According to the New York Times, in its last week of circulation, Nepszabadsag published several critical articles about Prime Minister Viktor Orban’s government, including reports that Orban’s chief of staff spent government money to fly to a wedding in a helicopter and that the governor of the central bank was living in an apartment owned by the head of the Hungarian Banking Association.
However, Orban and his government have denied any involvement in the suspension of Nepszabadsag, with his party issuing a statement stating that the newspaper’s move to close was a “rational economic decision, not a political one.”
Despite this, over 2,000 Hungarians took to the street to protest the newspaper’s closure. Even spokespeople from Jobbik, Hungary’s far-right party, dismissed the official explanation, stating that “the total undermining of Népszabadság is the latest example of Viktor’s Orbán’s megalomania.”
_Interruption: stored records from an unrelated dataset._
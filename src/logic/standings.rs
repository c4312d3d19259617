//! Group standings: aggregate fixture outcomes into ranked records.

use crate::logic::forfeit::{self, FixtureRuling};
use crate::models::{Fixture, PlayerId, FIXTURES_PER_GROUP, PAIRINGS};
use serde::Serialize;
use std::collections::HashSet;

/// Points for a round-robin win / draw.
const WIN_POINTS: u32 = 3;
const DRAW_POINTS: u32 = 1;

/// One player's record within a group. Derived on every query, never stored.
#[derive(Clone, Debug, Eq, PartialEq, Serialize)]
pub struct Standing {
    pub player: PlayerId,
    pub played: u32,
    pub won: u32,
    pub drawn: u32,
    pub lost: u32,
    pub goals_for: u32,
    pub goals_against: u32,
    pub points: u32,
}

impl Standing {
    fn new(player: PlayerId) -> Self {
        Self {
            player,
            played: 0,
            won: 0,
            drawn: 0,
            lost: 0,
            goals_for: 0,
            goals_against: 0,
            points: 0,
        }
    }

    pub fn goal_difference(&self) -> i64 {
        i64::from(self.goals_for) - i64::from(self.goals_against)
    }
}

/// Compute ranked standings for one group.
///
/// Each of the 6 fixed pairings is taken in order: forfeits are resolved
/// first (a double no-contest is skipped outright), then a contested fixture
/// with nothing entered is skipped as not-yet-played, and anything else
/// counts with unentered sides scoring 0. Win = 3 points, draw = 1 each.
///
/// Ranking is a stable descending sort on points, then goal difference,
/// then goals for — players still level keep their group-position order.
///
/// An empty group yields an empty list; a short group (fewer than 4
/// assigned) skips the pairings that have no player, yielding partial
/// standings rather than an error.
pub fn compute_standings(
    group: &[PlayerId],
    fixtures: &[Fixture; FIXTURES_PER_GROUP],
    unavailable: &HashSet<PlayerId>,
) -> Vec<Standing> {
    if group.is_empty() {
        return Vec::new();
    }

    let mut standings: Vec<Standing> = group.iter().map(|&id| Standing::new(id)).collect();

    for (fixture, &(home_pos, away_pos)) in fixtures.iter().zip(PAIRINGS.iter()) {
        let (Some(&home), Some(&away)) = (group.get(home_pos), group.get(away_pos)) else {
            continue;
        };

        let ruling = forfeit::resolve(home, away, unavailable);
        let (home_score, away_score) = match ruling.fixed_scores() {
            Some(scores) => scores,
            None => {
                if ruling == FixtureRuling::NoContest || fixture.is_blank() {
                    continue;
                }
                (fixture.home.unwrap_or(0), fixture.away.unwrap_or(0))
            }
        };

        standings[home_pos].played += 1;
        standings[away_pos].played += 1;
        standings[home_pos].goals_for += home_score;
        standings[home_pos].goals_against += away_score;
        standings[away_pos].goals_for += away_score;
        standings[away_pos].goals_against += home_score;

        if home_score > away_score {
            standings[home_pos].won += 1;
            standings[home_pos].points += WIN_POINTS;
            standings[away_pos].lost += 1;
        } else if home_score < away_score {
            standings[away_pos].won += 1;
            standings[away_pos].points += WIN_POINTS;
            standings[home_pos].lost += 1;
        } else {
            standings[home_pos].drawn += 1;
            standings[away_pos].drawn += 1;
            standings[home_pos].points += DRAW_POINTS;
            standings[away_pos].points += DRAW_POINTS;
        }
    }

    standings.sort_by(|a, b| {
        b.points
            .cmp(&a.points)
            .then(b.goal_difference().cmp(&a.goal_difference()))
            .then(b.goals_for.cmp(&a.goals_for))
    });
    standings
}
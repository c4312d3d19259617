//! Player data structures and the default 16-player roster.

use serde::{Deserialize, Serialize};
use uuid::Uuid;

/// Unique identifier for a player (used in group slots and lookups).
///
/// Group slots and the availability set reference players by id, so renaming
/// a player is a single-field edit: every reference resolves to the new
/// display name on the next read.
pub type PlayerId = Uuid;

/// Number of players in the tournament (4 groups of 4).
pub const PLAYER_COUNT: usize = 16;

/// A player in the tournament.
#[derive(Clone, Debug, Eq, PartialEq, Serialize, Deserialize)]
pub struct Player {
    pub id: PlayerId,
    pub name: String,
}

impl Player {
    /// Create a new player with the given display name.
    pub fn new(name: impl Into<String>) -> Self {
        Self {
            id: Uuid::new_v4(),
            name: name.into(),
        }
    }
}

/// The default roster: "Player 1" through "Player 16".
pub fn default_roster() -> Vec<Player> {
    (1..=PLAYER_COUNT)
        .map(|n| Player::new(format!("Player {n}")))
        .collect()
}
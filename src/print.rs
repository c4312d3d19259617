//! Print-friendly fixture sheet: one page per game, groups plus knockout
//! bracket, with blank score boxes for unplayed fixtures so the sheet can
//! be filled in by hand.

use crate::logic::{knockout_winner, semi_participants};
use crate::models::{Fixture, GroupLabel, PlayerId, Tournament, PAIRINGS};

/// Escape user-entered text for inclusion in HTML.
pub fn escape_html(text: &str) -> String {
    let mut out = String::with_capacity(text.len());
    for c in text.chars() {
        match c {
            '&' => out.push_str("&amp;"),
            '<' => out.push_str("&lt;"),
            '>' => out.push_str("&gt;"),
            '"' => out.push_str("&quot;"),
            '\'' => out.push_str("&#39;"),
            _ => out.push(c),
        }
    }
    out
}

fn score_text(score: Option<u32>, show: bool) -> String {
    match score {
        Some(value) if show => value.to_string(),
        _ => String::new(),
    }
}

/// One "Name [ ] - [ ] Name" line. Scores are only printed when the
/// fixture is fully entered; half-entered fixtures print blank boxes.
fn match_line(home: &str, away: &str, fixture: &Fixture) -> String {
    let show = fixture.is_scored();
    format!(
        concat!(
            "<div class=\"match-line\">",
            "<span class=\"player-name right\">{home}</span>",
            "<span class=\"score-box\">{hs}</span>",
            "<span class=\"dash\">-</span>",
            "<span class=\"score-box\">{as_}</span>",
            "<span class=\"player-name\">{away}</span>",
            "</div>"
        ),
        home = home,
        away = away,
        hs = score_text(fixture.home, show),
        as_ = score_text(fixture.away, show),
    )
}

/// Bracket slot label: the derived participant's name once it is known and
/// its source round is complete, otherwise a placeholder like "A" or "SF1".
fn slot_label(
    tournament: &Tournament,
    participant: Option<PlayerId>,
    ready: bool,
    placeholder: &str,
) -> String {
    match participant {
        Some(id) if ready => escape_html(tournament.player_name(id)),
        _ => placeholder.to_string(),
    }
}

fn group_section(tournament: &Tournament, game_index: usize, label: GroupLabel) -> String {
    let game = &tournament.games[game_index];
    let group = game.group(label);
    if group.is_empty() {
        return String::new();
    }
    let names: Vec<String> = group
        .iter()
        .map(|&id| escape_html(tournament.player_name(id)))
        .collect();
    let mut out = format!(
        "<div class=\"group-column\"><h3>Group {}</h3><p class=\"players\"><strong>Players:</strong> {}</p>",
        label.as_str(),
        names.join(", ")
    );
    for (fixture, &(home_pos, away_pos)) in game.group_fixtures(label).iter().zip(PAIRINGS.iter()) {
        let (Some(home), Some(away)) = (names.get(home_pos), names.get(away_pos)) else {
            continue;
        };
        out.push_str(&match_line(home, away, fixture));
    }
    out.push_str("</div>");
    out
}

fn knockout_section(tournament: &Tournament, game_index: usize) -> String {
    let game = &tournament.games[game_index];
    let semis = semi_participants(game, &tournament.unavailable);
    let ko = &game.knockouts;

    let semi1_home = slot_label(
        tournament,
        semis.semi1.0,
        game.group_complete(GroupLabel::A),
        "A",
    );
    let semi1_away = slot_label(
        tournament,
        semis.semi1.1,
        game.group_complete(GroupLabel::B),
        "B",
    );
    let semi2_home = slot_label(
        tournament,
        semis.semi2.0,
        game.group_complete(GroupLabel::C),
        "C",
    );
    let semi2_away = slot_label(
        tournament,
        semis.semi2.1,
        game.group_complete(GroupLabel::D),
        "D",
    );
    let final_home = slot_label(
        tournament,
        knockout_winner(&ko.semi1, semis.semi1.0, semis.semi1.1),
        ko.semi1.is_scored(),
        "SF1",
    );
    let final_away = slot_label(
        tournament,
        knockout_winner(&ko.semi2, semis.semi2.0, semis.semi2.1),
        ko.semi2.is_scored(),
        "SF2",
    );

    format!(
        concat!(
            "<div class=\"knockout-section\"><h3>Knockout Stage</h3>",
            "<div class=\"semis\">",
            "<div class=\"semi\"><h4>Semi-Final 1 (A vs B)</h4>{semi1}</div>",
            "<div class=\"semi\"><h4>Semi-Final 2 (C vs D)</h4>{semi2}</div>",
            "</div>",
            "<div class=\"final\"><h4>FINAL</h4>{final_line}</div>",
            "</div>"
        ),
        semi1 = match_line(&semi1_home, &semi1_away, &ko.semi1),
        semi2 = match_line(&semi2_home, &semi2_away, &ko.semi2),
        final_line = match_line(&final_home, &final_away, &ko.final_match),
    )
}

const PRINT_STYLE: &str = "\
body { font-family: sans-serif; font-size: 12px; margin: 16px; }\n\
h2 { border-bottom: 2px solid #222; padding-bottom: 2px; }\n\
.group-container { display: flex; gap: 24px; margin-bottom: 10px; }\n\
.group-column { flex: 1; }\n\
.players { font-size: 11px; }\n\
.match-line { display: flex; align-items: center; gap: 4px; margin: 3px 0; }\n\
.player-name { width: 130px; overflow: hidden; white-space: nowrap; }\n\
.player-name.right { text-align: right; }\n\
.score-box { display: inline-block; width: 26px; height: 18px; border: 1px solid #222; text-align: center; }\n\
.dash { font-weight: bold; }\n\
.knockout-section { border: 2px solid #222; padding: 8px; margin-top: 12px; }\n\
.semis { display: flex; gap: 18px; }\n\
.semi { flex: 1; }\n\
.final { margin-top: 10px; padding: 6px; border: 2px solid #000; background: #fff9c4; }\n\
.page-break { page-break-after: always; }\n\
@media print { .no-print { display: none; } }\n";

/// Render the whole tournament as a printable fixture sheet.
pub fn render_print_sheet(tournament: &Tournament) -> String {
    let mut body = String::new();
    let game_count = tournament.games.len();
    for game_index in 0..game_count {
        let game = &tournament.games[game_index];
        let class = if game_index + 1 < game_count {
            "page-break"
        } else {
            ""
        };
        body.push_str(&format!(
            "<div class=\"{}\"><h2>{}</h2>",
            class,
            escape_html(&game.name)
        ));
        body.push_str("<div class=\"group-container\">");
        body.push_str(&group_section(tournament, game_index, GroupLabel::A));
        body.push_str(&group_section(tournament, game_index, GroupLabel::B));
        body.push_str("</div><div class=\"group-container\">");
        body.push_str(&group_section(tournament, game_index, GroupLabel::C));
        body.push_str(&group_section(tournament, game_index, GroupLabel::D));
        body.push_str("</div>");
        body.push_str(&knockout_section(tournament, game_index));
        body.push_str("</div>");
    }

    format!(
        concat!(
            "<!DOCTYPE html><html><head><meta charset=\"utf-8\">",
            "<title>Fixtures &amp; Results</title>",
            "<style>{style}</style></head><body>",
            "<div class=\"no-print\"><button onclick=\"window.print()\">Print Fixtures</button> ",
            "<a href=\"/\">Back</a></div>",
            "{body}</body></html>"
        ),
        style = PRINT_STYLE,
        body = body,
    )
}
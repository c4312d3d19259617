//! Knockout bracket derivation: group winners → semi-finals → final.
//!
//! Nothing here is stored. Participants and winners are looked up from the
//! current fixture state on every call, so editing a group result reflows
//! the whole bracket.

use crate::logic::standings::{compute_standings, Standing};
use crate::models::{Fixture, Game, GroupLabel, PlayerId};
use std::collections::HashSet;

/// Both semi-final pairings of a game. Either side of a pairing is `None`
/// while that group has no determinable winner.
#[derive(Clone, Copy, Debug, Eq, PartialEq)]
pub struct SemiPairings {
    /// Winner of group A vs winner of group B.
    pub semi1: (Option<PlayerId>, Option<PlayerId>),
    /// Winner of group C vs winner of group D.
    pub semi2: (Option<PlayerId>, Option<PlayerId>),
}

/// The winner of a group: its top-ranked standing, but only once that entry
/// has actually played a fixture. A group whose fixtures are all unplayed
/// has no winner, even though it has a ranked order.
pub fn group_winner(standings: &[Standing]) -> Option<PlayerId> {
    standings
        .first()
        .filter(|top| top.played > 0)
        .map(|top| top.player)
}

/// Winner of one of a game's groups, computed from current state.
pub fn game_group_winner(
    game: &Game,
    label: GroupLabel,
    unavailable: &HashSet<PlayerId>,
) -> Option<PlayerId> {
    let standings = compute_standings(game.group(label), game.group_fixtures(label), unavailable);
    group_winner(&standings)
}

/// Semi-final participants: A vs B and C vs D group winners.
pub fn semi_participants(game: &Game, unavailable: &HashSet<PlayerId>) -> SemiPairings {
    SemiPairings {
        semi1: (
            game_group_winner(game, GroupLabel::A, unavailable),
            game_group_winner(game, GroupLabel::B, unavailable),
        ),
        semi2: (
            game_group_winner(game, GroupLabel::C, unavailable),
            game_group_winner(game, GroupLabel::D, unavailable),
        ),
    }
}

/// Winner of a knockout fixture between two candidate participants.
///
/// Requires both scores entered; a tie yields no winner (the bracket cannot
/// progress past an exact tie). A decided fixture whose winning side has no
/// determined candidate also yields `None` — the fixture is "scored" but
/// nobody can advance from it yet.
pub fn knockout_winner(
    fixture: &Fixture,
    home_candidate: Option<PlayerId>,
    away_candidate: Option<PlayerId>,
) -> Option<PlayerId> {
    let (home, away) = (fixture.home?, fixture.away?);
    if home > away {
        home_candidate
    } else if away > home {
        away_candidate
    } else {
        None
    }
}

/// The final's participants: the winners of the two semi-finals.
pub fn final_participants(
    game: &Game,
    unavailable: &HashSet<PlayerId>,
) -> (Option<PlayerId>, Option<PlayerId>) {
    let semis = semi_participants(game, unavailable);
    (
        knockout_winner(&game.knockouts.semi1, semis.semi1.0, semis.semi1.1),
        knockout_winner(&game.knockouts.semi2, semis.semi2.0, semis.semi2.1),
    )
}

/// The winner of a game's final, if the bracket has resolved that far.
pub fn final_winner(game: &Game, unavailable: &HashSet<PlayerId>) -> Option<PlayerId> {
    let (finalist1, finalist2) = final_participants(game, unavailable);
    knockout_winner(&game.knockouts.final_match, finalist1, finalist2)
}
Orban is no stranger to media repression. In 2010, soon after being elected president, he pushed a strict media law through parliament allowing the government to issue fines and suspend licenses over very broad definitions of publishing “banned content.”
Hungary seems to be leaning further and further toward an authoritarian regime, perhaps as a result of Orban’s promise to build an “illiberal democracy,” arguing that “liberal democratic states can’t remain globally competitive.” Yet this path looks like it will cause tension between Hungary and the European Union, which already criticized Orban’s 2010 media law.
Hopefully, Hungary’s slide towards authoritarianism is merely a result of Orban’s repressive policies, and not representative of a larger movement across Eastern Europe.